▸ **Task**
The word "FromStr" occurs in some of the lines below; copy each of those lines.
= = =
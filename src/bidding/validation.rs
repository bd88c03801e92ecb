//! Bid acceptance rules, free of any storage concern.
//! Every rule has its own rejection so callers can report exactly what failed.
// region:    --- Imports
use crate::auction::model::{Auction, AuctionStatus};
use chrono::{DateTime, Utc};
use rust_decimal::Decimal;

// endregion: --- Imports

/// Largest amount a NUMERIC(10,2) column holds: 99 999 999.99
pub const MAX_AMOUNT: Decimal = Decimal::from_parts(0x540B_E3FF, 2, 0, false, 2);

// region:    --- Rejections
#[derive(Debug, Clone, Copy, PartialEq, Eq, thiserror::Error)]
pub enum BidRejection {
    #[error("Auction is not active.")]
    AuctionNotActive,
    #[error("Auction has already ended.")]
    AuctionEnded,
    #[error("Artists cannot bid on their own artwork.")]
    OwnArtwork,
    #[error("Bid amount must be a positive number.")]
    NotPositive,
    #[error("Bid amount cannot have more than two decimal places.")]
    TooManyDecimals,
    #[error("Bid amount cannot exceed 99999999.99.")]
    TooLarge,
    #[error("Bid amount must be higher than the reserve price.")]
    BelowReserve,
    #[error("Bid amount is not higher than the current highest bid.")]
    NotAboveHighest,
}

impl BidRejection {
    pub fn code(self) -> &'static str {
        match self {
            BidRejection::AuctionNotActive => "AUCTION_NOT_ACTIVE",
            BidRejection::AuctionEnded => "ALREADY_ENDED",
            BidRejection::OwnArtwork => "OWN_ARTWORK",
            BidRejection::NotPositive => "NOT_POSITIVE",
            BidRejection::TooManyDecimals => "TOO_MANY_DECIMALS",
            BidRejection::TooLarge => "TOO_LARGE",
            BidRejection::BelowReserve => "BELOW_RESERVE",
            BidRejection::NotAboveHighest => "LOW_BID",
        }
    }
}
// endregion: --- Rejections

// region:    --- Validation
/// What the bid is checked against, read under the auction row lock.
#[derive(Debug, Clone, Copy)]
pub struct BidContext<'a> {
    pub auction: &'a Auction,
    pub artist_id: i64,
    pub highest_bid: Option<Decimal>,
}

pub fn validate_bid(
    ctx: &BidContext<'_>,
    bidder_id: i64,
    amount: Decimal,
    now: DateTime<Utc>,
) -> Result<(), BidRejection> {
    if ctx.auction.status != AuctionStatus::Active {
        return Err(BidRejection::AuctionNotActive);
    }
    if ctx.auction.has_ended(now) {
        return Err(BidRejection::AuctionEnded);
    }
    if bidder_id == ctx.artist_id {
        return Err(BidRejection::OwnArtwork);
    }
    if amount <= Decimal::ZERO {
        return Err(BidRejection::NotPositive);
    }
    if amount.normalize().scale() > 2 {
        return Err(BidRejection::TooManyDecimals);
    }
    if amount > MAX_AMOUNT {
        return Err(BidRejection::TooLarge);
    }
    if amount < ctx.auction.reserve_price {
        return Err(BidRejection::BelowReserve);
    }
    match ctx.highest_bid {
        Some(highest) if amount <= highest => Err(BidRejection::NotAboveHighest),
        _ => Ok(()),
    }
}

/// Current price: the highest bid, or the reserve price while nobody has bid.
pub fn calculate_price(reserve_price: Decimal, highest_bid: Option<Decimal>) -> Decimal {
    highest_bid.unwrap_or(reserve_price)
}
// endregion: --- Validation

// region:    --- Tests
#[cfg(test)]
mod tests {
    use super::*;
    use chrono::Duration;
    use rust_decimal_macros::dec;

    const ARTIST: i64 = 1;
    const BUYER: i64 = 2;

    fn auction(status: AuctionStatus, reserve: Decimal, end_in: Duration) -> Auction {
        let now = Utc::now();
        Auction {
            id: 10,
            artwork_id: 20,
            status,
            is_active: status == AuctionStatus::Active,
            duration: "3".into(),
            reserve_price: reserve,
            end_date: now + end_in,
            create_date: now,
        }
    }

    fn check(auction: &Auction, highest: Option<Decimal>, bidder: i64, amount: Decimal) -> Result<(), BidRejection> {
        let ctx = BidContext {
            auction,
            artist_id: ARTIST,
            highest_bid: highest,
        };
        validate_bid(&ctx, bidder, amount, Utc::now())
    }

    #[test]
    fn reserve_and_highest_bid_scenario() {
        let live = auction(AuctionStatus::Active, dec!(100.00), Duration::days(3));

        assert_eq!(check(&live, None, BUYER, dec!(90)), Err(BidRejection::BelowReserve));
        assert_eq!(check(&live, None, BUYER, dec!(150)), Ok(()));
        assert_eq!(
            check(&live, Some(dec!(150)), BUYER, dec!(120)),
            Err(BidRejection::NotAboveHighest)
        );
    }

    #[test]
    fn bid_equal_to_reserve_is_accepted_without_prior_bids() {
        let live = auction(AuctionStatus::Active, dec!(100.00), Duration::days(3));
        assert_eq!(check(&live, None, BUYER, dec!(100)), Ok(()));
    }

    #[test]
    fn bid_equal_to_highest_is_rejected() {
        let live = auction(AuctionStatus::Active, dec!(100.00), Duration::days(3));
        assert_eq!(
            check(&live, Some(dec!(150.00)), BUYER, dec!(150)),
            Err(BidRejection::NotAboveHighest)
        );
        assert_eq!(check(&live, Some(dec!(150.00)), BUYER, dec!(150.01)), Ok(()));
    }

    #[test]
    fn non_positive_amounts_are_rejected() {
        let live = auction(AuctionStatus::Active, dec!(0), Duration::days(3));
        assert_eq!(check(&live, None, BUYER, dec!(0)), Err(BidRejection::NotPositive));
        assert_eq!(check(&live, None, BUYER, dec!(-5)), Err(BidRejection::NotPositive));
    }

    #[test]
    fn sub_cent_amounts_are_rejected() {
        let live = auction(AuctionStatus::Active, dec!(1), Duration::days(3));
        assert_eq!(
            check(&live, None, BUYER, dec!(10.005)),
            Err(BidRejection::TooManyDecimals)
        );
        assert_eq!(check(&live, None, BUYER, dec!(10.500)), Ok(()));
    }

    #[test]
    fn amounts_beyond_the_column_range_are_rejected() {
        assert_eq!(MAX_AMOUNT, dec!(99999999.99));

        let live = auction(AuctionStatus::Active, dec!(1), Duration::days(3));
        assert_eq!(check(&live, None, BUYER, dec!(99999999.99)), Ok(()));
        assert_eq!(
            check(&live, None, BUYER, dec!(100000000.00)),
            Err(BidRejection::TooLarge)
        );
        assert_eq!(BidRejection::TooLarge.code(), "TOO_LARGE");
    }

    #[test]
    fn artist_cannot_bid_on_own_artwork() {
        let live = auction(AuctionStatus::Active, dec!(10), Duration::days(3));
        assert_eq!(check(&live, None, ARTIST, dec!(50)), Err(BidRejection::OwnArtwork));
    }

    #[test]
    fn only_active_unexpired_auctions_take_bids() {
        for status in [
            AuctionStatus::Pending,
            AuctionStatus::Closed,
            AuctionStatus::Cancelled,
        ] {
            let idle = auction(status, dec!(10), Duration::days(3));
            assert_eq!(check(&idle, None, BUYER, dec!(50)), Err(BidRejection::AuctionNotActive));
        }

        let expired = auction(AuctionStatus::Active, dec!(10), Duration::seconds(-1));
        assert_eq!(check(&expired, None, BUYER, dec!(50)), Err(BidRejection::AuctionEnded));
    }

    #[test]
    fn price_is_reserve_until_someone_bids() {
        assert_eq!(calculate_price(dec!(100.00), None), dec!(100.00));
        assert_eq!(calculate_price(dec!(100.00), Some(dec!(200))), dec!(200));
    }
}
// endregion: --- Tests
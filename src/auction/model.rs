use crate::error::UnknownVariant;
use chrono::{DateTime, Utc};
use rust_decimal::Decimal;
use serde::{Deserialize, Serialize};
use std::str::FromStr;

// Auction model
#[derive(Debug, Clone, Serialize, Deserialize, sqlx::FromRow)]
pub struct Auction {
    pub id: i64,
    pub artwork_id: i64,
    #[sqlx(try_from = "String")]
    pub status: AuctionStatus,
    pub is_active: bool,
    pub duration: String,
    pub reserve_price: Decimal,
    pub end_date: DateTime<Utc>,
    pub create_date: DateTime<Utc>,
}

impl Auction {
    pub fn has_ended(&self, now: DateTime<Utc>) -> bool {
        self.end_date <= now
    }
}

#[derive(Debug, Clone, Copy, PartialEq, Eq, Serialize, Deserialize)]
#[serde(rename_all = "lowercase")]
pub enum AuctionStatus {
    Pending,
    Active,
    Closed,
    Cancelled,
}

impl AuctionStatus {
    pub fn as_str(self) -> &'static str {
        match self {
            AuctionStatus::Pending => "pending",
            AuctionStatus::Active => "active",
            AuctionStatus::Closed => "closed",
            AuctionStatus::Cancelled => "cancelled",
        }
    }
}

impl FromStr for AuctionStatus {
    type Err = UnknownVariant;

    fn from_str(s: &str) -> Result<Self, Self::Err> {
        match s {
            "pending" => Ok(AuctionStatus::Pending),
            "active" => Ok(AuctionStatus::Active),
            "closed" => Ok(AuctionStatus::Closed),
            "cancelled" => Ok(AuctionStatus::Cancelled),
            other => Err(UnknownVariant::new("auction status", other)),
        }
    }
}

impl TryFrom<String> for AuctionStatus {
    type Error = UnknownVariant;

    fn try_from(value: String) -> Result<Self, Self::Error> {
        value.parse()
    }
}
= = =
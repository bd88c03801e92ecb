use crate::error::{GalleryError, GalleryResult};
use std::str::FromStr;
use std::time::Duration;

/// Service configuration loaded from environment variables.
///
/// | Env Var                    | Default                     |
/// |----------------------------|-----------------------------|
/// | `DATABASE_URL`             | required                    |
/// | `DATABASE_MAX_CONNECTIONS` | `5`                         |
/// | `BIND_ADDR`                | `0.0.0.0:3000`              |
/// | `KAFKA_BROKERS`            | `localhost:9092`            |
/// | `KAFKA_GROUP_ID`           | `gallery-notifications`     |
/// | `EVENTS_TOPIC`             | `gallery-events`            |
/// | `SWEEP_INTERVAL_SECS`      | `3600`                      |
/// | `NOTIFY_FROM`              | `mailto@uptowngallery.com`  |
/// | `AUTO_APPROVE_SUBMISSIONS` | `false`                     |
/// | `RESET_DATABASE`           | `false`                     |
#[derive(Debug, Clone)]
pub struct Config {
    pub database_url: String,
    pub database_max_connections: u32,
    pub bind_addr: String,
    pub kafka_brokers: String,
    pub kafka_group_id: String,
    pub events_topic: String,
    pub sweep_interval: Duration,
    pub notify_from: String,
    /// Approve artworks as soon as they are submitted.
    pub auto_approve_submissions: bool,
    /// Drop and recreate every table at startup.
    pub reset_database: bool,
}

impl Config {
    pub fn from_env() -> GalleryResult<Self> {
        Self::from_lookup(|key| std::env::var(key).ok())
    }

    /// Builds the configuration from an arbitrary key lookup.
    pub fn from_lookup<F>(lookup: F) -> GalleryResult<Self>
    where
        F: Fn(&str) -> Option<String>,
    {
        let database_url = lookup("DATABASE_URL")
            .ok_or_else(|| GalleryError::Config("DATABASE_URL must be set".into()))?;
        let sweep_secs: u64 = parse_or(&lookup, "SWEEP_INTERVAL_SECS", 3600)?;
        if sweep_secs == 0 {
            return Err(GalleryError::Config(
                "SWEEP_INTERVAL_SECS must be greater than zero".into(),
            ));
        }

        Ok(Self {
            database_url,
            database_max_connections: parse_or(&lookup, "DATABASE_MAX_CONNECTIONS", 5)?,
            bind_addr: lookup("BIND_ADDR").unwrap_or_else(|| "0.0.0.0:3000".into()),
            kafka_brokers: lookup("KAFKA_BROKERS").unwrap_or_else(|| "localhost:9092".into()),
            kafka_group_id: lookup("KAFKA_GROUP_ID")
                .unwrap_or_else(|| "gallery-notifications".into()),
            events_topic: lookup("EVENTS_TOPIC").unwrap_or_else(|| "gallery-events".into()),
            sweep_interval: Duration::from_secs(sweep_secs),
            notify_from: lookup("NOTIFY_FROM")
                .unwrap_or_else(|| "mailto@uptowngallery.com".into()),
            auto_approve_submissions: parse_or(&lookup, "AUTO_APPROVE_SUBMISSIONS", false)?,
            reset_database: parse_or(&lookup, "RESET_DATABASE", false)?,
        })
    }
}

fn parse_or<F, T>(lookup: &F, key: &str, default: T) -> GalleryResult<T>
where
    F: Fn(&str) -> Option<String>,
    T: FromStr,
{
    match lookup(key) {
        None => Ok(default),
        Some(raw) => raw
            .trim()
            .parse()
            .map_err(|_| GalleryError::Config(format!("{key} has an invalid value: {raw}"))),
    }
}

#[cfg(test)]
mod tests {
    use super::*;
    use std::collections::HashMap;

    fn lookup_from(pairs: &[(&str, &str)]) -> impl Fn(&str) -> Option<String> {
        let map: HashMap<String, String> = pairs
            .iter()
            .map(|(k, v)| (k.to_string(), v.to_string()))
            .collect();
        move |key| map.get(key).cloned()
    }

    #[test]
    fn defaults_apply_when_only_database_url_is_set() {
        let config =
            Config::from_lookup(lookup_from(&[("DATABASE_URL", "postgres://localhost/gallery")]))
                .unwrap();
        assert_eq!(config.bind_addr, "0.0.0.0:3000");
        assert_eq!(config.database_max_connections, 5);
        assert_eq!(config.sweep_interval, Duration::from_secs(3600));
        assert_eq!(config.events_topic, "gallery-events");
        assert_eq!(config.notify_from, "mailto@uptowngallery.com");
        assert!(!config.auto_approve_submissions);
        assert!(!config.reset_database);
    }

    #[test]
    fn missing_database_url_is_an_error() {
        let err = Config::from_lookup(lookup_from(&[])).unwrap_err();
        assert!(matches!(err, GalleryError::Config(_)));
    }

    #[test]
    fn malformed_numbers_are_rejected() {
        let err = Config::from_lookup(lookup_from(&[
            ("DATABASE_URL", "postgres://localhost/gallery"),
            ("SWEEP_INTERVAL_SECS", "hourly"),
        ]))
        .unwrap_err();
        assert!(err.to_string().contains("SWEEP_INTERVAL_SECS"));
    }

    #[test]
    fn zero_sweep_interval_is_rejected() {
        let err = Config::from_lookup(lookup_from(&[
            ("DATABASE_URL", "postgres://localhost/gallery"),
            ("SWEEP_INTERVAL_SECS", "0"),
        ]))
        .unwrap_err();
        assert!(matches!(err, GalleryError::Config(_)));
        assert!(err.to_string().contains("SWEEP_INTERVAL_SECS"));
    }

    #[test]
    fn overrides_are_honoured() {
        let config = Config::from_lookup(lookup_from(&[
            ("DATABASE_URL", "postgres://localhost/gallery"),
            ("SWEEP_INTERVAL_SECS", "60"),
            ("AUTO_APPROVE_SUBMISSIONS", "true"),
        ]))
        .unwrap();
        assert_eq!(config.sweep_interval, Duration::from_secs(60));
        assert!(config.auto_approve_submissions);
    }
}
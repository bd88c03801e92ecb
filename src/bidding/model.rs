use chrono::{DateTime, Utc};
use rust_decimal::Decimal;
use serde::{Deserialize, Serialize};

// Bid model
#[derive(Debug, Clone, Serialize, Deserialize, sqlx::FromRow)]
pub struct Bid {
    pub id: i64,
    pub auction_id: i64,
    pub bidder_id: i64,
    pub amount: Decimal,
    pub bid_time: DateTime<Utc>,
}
= = =
▸ **Result of this task**
use std::str::FromStr;
impl FromStr for AuctionStatus {
use std::str::FromStr;
    T: FromStr,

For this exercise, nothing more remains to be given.